La décision des autorités gouvernementales sénégalaises de décaler ce rendez-vous international majeur qu’est la Biennale de Dakar fait suite aux mesures préventives prises par le Gouvernement de la République du Sénégal dans le but de lutter contre la propagation de la maladie Covid 19 et de préserver la santé des populations. Parmi celles-ci, il est fait mention de la suspension des manifestations publiques et de l’interdiction des regroupements dans les endroits ouverts ou clos. Cette décision lucide, sage et responsable a été prise dès le 19 mars dernier, après concertation avec le Comité d’orientation de la 14ème édition de la Biennale de l’Art africain contemporain, présidé par Maitre Amadou Moustapha NDIAYE, considérant la nécessité d’arrêter les activités culturelles artistiques dans le cadre des mesures de prévention strictes, mises en œuvre pour endiguer la circulation de ce virus incontrôlable.

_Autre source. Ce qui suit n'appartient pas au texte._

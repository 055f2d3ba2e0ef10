//! Driver confirmation registry: pending accept/reject handshakes between a
//! dispatch decision and the vehicle's driver.
//!
//! A confirmation is open until its due time (creation + configured delay), at
//! which point the driver is modeled as accepting. Completed confirmations stay
//! registered until the dispatcher consumes them with [ConfirmationRegistry::remove].
//! Each confirmation emits exactly one created and one completed event.

use std::collections::{BTreeMap, HashMap};
use std::fmt;

use tracing::{debug, Span};

use crate::error::DispatchError;
use crate::events::{DispatchEvent, EventSink};
use crate::model::{PassengerId, Request, RequestId, SimTime, VehicleId};
use crate::routing::PathData;

#[derive(Debug, Clone, Copy, PartialEq, Eq, Hash, PartialOrd, Ord)]
pub struct ConfirmationId(pub u64);

impl fmt::Display for ConfirmationId {
    fn fmt(&self, f: &mut fmt::Formatter<'_>) -> fmt::Result {
        write!(f, "confirmation_{}", self.0)
    }
}

#[derive(Debug, Clone, PartialEq)]
pub struct DriverConfirmation {
    pub id: ConfirmationId,
    pub request: RequestId,
    pub passenger: PassengerId,
    pub vehicle: VehicleId,
    /// Planned empty drive from the vehicle to the pickup.
    pub pickup: PathData,
    pub created_at: SimTime,
    pub due_at: SimTime,
    complete: bool,
    accepted: bool,
}

impl DriverConfirmation {
    pub fn is_complete(&self) -> bool {
        self.complete
    }

    pub fn is_accepted(&self) -> bool {
        self.accepted
    }

    fn resolve(&mut self, accepted: bool) {
        self.complete = true;
        self.accepted = accepted;
    }
}

#[derive(Debug)]
pub struct ConfirmationRegistry {
    delay: SimTime,
    next_id: u64,
    confirmations: BTreeMap<ConfirmationId, DriverConfirmation>,
    by_request: HashMap<RequestId, ConfirmationId>,
    by_vehicle: HashMap<VehicleId, ConfirmationId>,
    span: Span,
}

impl ConfirmationRegistry {
    pub fn new(delay: SimTime, span: Span) -> Self {
        Self {
            delay,
            next_id: 0,
            confirmations: BTreeMap::new(),
            by_request: HashMap::new(),
            by_vehicle: HashMap::new(),
            span,
        }
    }

    pub fn delay(&self) -> SimTime {
        self.delay
    }

    /// Open a confirmation binding `request` to `vehicle`. Completes at once
    /// when the configured delay is zero.
    ///
    /// Fails if either side is already bound to a registered confirmation.
    pub fn add(
        &mut self,
        request: &Request,
        vehicle: VehicleId,
        pickup: PathData,
        now: SimTime,
        events: &mut dyn EventSink,
    ) -> Result<&DriverConfirmation, DispatchError> {
        if self.by_request.contains_key(&request.id) {
            return Err(DispatchError::RequestAlreadyPending(request.id));
        }
        if self.by_vehicle.contains_key(&vehicle) {
            return Err(DispatchError::VehicleAlreadyPending(vehicle));
        }

        let id = ConfirmationId(self.next_id);
        self.next_id += 1;
        let due_at = now.saturating_add(self.delay);
        let mut confirmation = DriverConfirmation {
            id,
            request: request.id,
            passenger: request.passenger,
            vehicle,
            pickup,
            created_at: now,
            due_at,
            complete: false,
            accepted: false,
        };
        if due_at <= now {
            confirmation.resolve(true);
        }

        debug!(
            parent: &self.span,
            confirmation = %id,
            request = %request.id,
            vehicle = %vehicle,
            due_at,
            complete = confirmation.complete,
            "driver confirmation created"
        );
        events.emit(DispatchEvent::ConfirmationCreated {
            time: now,
            request: request.id,
            passenger: request.passenger,
            vehicle,
        });

        self.by_request.insert(request.id, id);
        self.by_vehicle.insert(vehicle, id);
        Ok(self.confirmations.entry(id).or_insert(confirmation))
    }

    /// Auto-accept every open confirmation whose due time has passed.
    /// Returns how many were completed.
    pub fn tick(&mut self, now: SimTime) -> usize {
        let mut completed = 0;
        let span = &self.span;
        for confirmation in self.confirmations.values_mut() {
            if !confirmation.complete && confirmation.due_at <= now {
                confirmation.resolve(true);
                completed += 1;
                debug!(
                    parent: span,
                    confirmation = %confirmation.id,
                    request = %confirmation.request,
                    vehicle = %confirmation.vehicle,
                    "driver accepted"
                );
            }
        }
        completed
    }

    /// Unregister a confirmation and emit its completed event. An open
    /// confirmation removed this way counts as not accepted. Removing an
    /// unknown id is a no-op.
    pub fn remove(
        &mut self,
        id: ConfirmationId,
        now: SimTime,
        events: &mut dyn EventSink,
    ) -> Option<DriverConfirmation> {
        let confirmation = self.confirmations.remove(&id)?;
        self.by_request.remove(&confirmation.request);
        self.by_vehicle.remove(&confirmation.vehicle);
        events.emit(DispatchEvent::ConfirmationCompleted {
            time: now,
            request: confirmation.request,
            passenger: confirmation.passenger,
            vehicle: confirmation.vehicle,
            accepted: confirmation.accepted,
        });
        Some(confirmation)
    }

    /// Resolve the confirmation for a withdrawn request as rejected and remove it.
    pub fn withdraw_request(
        &mut self,
        request: RequestId,
        now: SimTime,
        events: &mut dyn EventSink,
    ) -> Option<DriverConfirmation> {
        let id = *self.by_request.get(&request)?;
        if let Some(confirmation) = self.confirmations.get_mut(&id) {
            confirmation.resolve(false);
        }
        debug!(parent: &self.span, confirmation = %id, request = %request, "driver confirmation withdrawn");
        self.remove(id, now, events)
    }

    pub fn get(&self, id: ConfirmationId) -> Option<&DriverConfirmation> {
        self.confirmations.get(&id)
    }

    pub fn lookup_request(&self, request: RequestId) -> Option<&DriverConfirmation> {
        self.by_request
            .get(&request)
            .and_then(|id| self.confirmations.get(id))
    }

    pub fn lookup_vehicle(&self, vehicle: VehicleId) -> Option<&DriverConfirmation> {
        self.by_vehicle
            .get(&vehicle)
            .and_then(|id| self.confirmations.get(id))
    }

    pub fn is_waiting_request(&self, request: RequestId) -> bool {
        self.by_request.contains_key(&request)
    }

    pub fn is_waiting_vehicle(&self, vehicle: VehicleId) -> bool {
        self.by_vehicle.contains_key(&vehicle)
    }

    /// Completed confirmations awaiting consumption, oldest first.
    pub fn completed_ids(&self) -> Vec<ConfirmationId> {
        self.confirmations
            .values()
            .filter(|c| c.complete)
            .map(|c| c.id)
            .collect()
    }

    pub fn iter(&self) -> impl Iterator<Item = &DriverConfirmation> {
        self.confirmations.values()
    }

    pub fn len(&self) -> usize {
        self.confirmations.len()
    }

    pub fn is_empty(&self) -> bool {
        self.confirmations.is_empty()
    }
}

#[cfg(test)]
mod tests {
    use super::*;
    use crate::model::{secs, LinkId, Location};
    use h3o::LatLng;

    fn loc(link: u64) -> Location {
        Location::new(LinkId(link), LatLng::new(52.5, 13.4).expect("coord"))
    }

    fn request(id: u64) -> Request {
        Request::immediate(RequestId(id), PassengerId(id), loc(1), loc(2), 0, None)
    }

    fn path() -> PathData {
        PathData {
            departure: 0,
            travel_time: secs(7),
            cost: 7.0,
            links: vec![LinkId(3), LinkId(1)],
        }
    }

    #[test]
    fn zero_delay_completes_at_creation() {
        let mut registry = ConfirmationRegistry::new(0, Span::none());
        let mut events: Vec<DispatchEvent> = Vec::new();
        let confirmation = registry
            .add(&request(1), VehicleId(1), path(), secs(3), &mut events)
            .expect("add");
        assert!(confirmation.is_complete());
        assert!(confirmation.is_accepted());
        assert_eq!(confirmation.due_at, secs(3));
        assert_eq!(events.len(), 1);
        assert_eq!(events[0].event_type(), "driverConfirmationCreated");
        // Still registered until consumed.
        assert!(registry.is_waiting_request(RequestId(1)));
        assert_eq!(registry.completed_ids().len(), 1);
    }

    #[test]
    fn delayed_confirmation_completes_at_due_time() {
        let mut registry = ConfirmationRegistry::new(secs(15), Span::none());
        let mut events: Vec<DispatchEvent> = Vec::new();
        let id = registry
            .add(&request(1), VehicleId(1), path(), secs(2), &mut events)
            .expect("add")
            .id;

        assert_eq!(registry.tick(secs(16)), 0);
        assert!(!registry.get(id).expect("open").is_complete());
        assert_eq!(registry.tick(secs(17)), 1);
        assert!(registry.get(id).expect("complete").is_accepted());
        assert_eq!(registry.tick(secs(18)), 0);
    }

    #[test]
    fn second_confirmation_for_same_request_or_vehicle_is_refused() {
        let mut registry = ConfirmationRegistry::new(secs(15), Span::none());
        let mut events: Vec<DispatchEvent> = Vec::new();
        registry
            .add(&request(1), VehicleId(1), path(), 0, &mut events)
            .expect("add");

        let err = registry
            .add(&request(1), VehicleId(2), path(), 0, &mut events)
            .unwrap_err();
        assert_eq!(err, DispatchError::RequestAlreadyPending(RequestId(1)));
        let err = registry
            .add(&request(2), VehicleId(1), path(), 0, &mut events)
            .unwrap_err();
        assert_eq!(err, DispatchError::VehicleAlreadyPending(VehicleId(1)));
        assert_eq!(events.len(), 1);
        assert_eq!(
            registry.lookup_vehicle(VehicleId(1)).map(|c| c.request),
            Some(RequestId(1))
        );
    }

    #[test]
    fn remove_emits_completed_exactly_once() {
        let mut registry = ConfirmationRegistry::new(0, Span::none());
        let mut events: Vec<DispatchEvent> = Vec::new();
        let id = registry
            .add(&request(1), VehicleId(1), path(), 0, &mut events)
            .expect("add")
            .id;

        let removed = registry.remove(id, secs(1), &mut events).expect("removed");
        assert!(removed.is_accepted());
        assert!(registry.remove(id, secs(1), &mut events).is_none());
        assert!(registry.is_empty());
        assert!(!registry.is_waiting_vehicle(VehicleId(1)));
        assert_eq!(
            events[1],
            DispatchEvent::ConfirmationCompleted {
                time: secs(1),
                request: RequestId(1),
                passenger: PassengerId(1),
                vehicle: VehicleId(1),
                accepted: true,
            }
        );
        assert_eq!(events.len(), 2);
    }

    #[test]
    fn withdrawn_request_completes_unaccepted() {
        let mut registry = ConfirmationRegistry::new(secs(35), Span::none());
        let mut events: Vec<DispatchEvent> = Vec::new();
        registry
            .add(&request(1), VehicleId(1), path(), 0, &mut events)
            .expect("add");

        let withdrawn = registry
            .withdraw_request(RequestId(1), secs(25), &mut events)
            .expect("withdrawn");
        assert!(withdrawn.is_complete());
        assert!(!withdrawn.is_accepted());
        assert!(registry
            .withdraw_request(RequestId(1), secs(26), &mut events)
            .is_none());
        assert!(matches!(
            events.last(),
            Some(DispatchEvent::ConfirmationCompleted {
                accepted: false,
                ..
            })
        ));
    }
}
//! Best single pairing by earliest pickup arrival. Ties keep the first
//! candidate in the order given.

use crate::model::{Location, Request, SimTime};
use crate::routing::{PathData, PathProvider};

use super::snapshot::VehicleEntry;
use super::types::Dispatch;

/// Vehicle among `candidates` that reaches the request's pickup first.
pub fn best_vehicle_for_request(
    request: &Request,
    candidates: &[VehicleEntry],
    paths: &dyn PathProvider,
) -> Option<Dispatch> {
    let origins: Vec<(Location, SimTime)> = candidates
        .iter()
        .map(|v| (v.location, v.available_at))
        .collect();
    let found = paths.paths_to(&origins, &request.from);
    earliest_arrival(found).map(|(idx, path)| Dispatch {
        vehicle: candidates[idx].id,
        request: request.id,
        path,
    })
}

/// Request among `candidates` whose pickup `vehicle` reaches first.
pub fn best_request_for_vehicle(
    vehicle: &VehicleEntry,
    candidates: &[&Request],
    paths: &dyn PathProvider,
) -> Option<Dispatch> {
    let targets: Vec<Location> = candidates.iter().map(|r| r.from).collect();
    let found = paths.paths_from(&vehicle.location, &targets, vehicle.available_at);
    earliest_arrival(found).map(|(idx, path)| Dispatch {
        vehicle: vehicle.id,
        request: candidates[idx].id,
        path,
    })
}

fn earliest_arrival(found: Vec<Option<PathData>>) -> Option<(usize, PathData)> {
    let mut best: Option<(usize, PathData)> = None;
    for (idx, path) in found.into_iter().enumerate() {
        let Some(path) = path else {
            continue;
        };
        if best
            .as_ref()
            .map_or(true, |(_, b)| path.arrival() < b.arrival())
        {
            best = Some((idx, path));
        }
    }
    best
}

Comment réagissent les milieux culturels, artistes et professionnels des arts devant ce report qui bouleverse leur propre investissement créatif ainsi que l’agenda culturel international ?
Il faut saluer les efforts consentis par les acteurs et opérateurs culturels pour faire face et combattre au mieux la pandémie de la Covid 19 que le monde est en train de vivre. Vous savez, avec cette crise sanitaire, économique, environnementale, nous vivons une période d’incertitude pour le monde des arts et de la culture, particulièrement pour ce que j’en sais dans les secteurs des arts visuels et du spectacle vivant. Mais il ne faut pas oublier que la source de l’art se trouve dans cette capacité des créateurs à se détacher d’une situation, à se surpasser pour réinventer la vie, recréer des liens. La crise de la Covid 19 inédite indique qu’il faut revoir la marche de notre monde et c’est le moment, le temps de l’artiste qui s’est toujours soucié de ce qui se passe, des enjeux de notre environnement. Par ses aptitudes d’anticipation, d’imaginer le monde à venir, la communauté artistique peut participer à une reprise rapide et salutaire des activités si la pandémie est contenue, puis jugulée à moyen terme. Comme vous le dites, tout l’agenda des grandes manifestations internationales est chamboulé, avec des reports, des annulations d’édition de grandes biennales, labellisées et affiliées à l’Association internationale des Biennales IBA, de festivals, d’évènements culturels et sportifs d’envergure. Certains rendez- vous ont été reprogrammés pour au plus tôt juin 2021, sinon 2022. Les meilleurs exemples ce sont les JO de Tokyo déjà renvoyés pour fin juillet 2021qui semblent ne plus pouvoir se dérouler, même à cette bonne date selon les autorités japonaises et le CIO, et le festival international du film de Cannes qui n’aura pas lieu en 2020.
La Biennale a été ainsi brutalement stoppée. Quelles sont les conséquences immédiates de ce report sur l’organisation de cette rencontre artistique et culturelle ?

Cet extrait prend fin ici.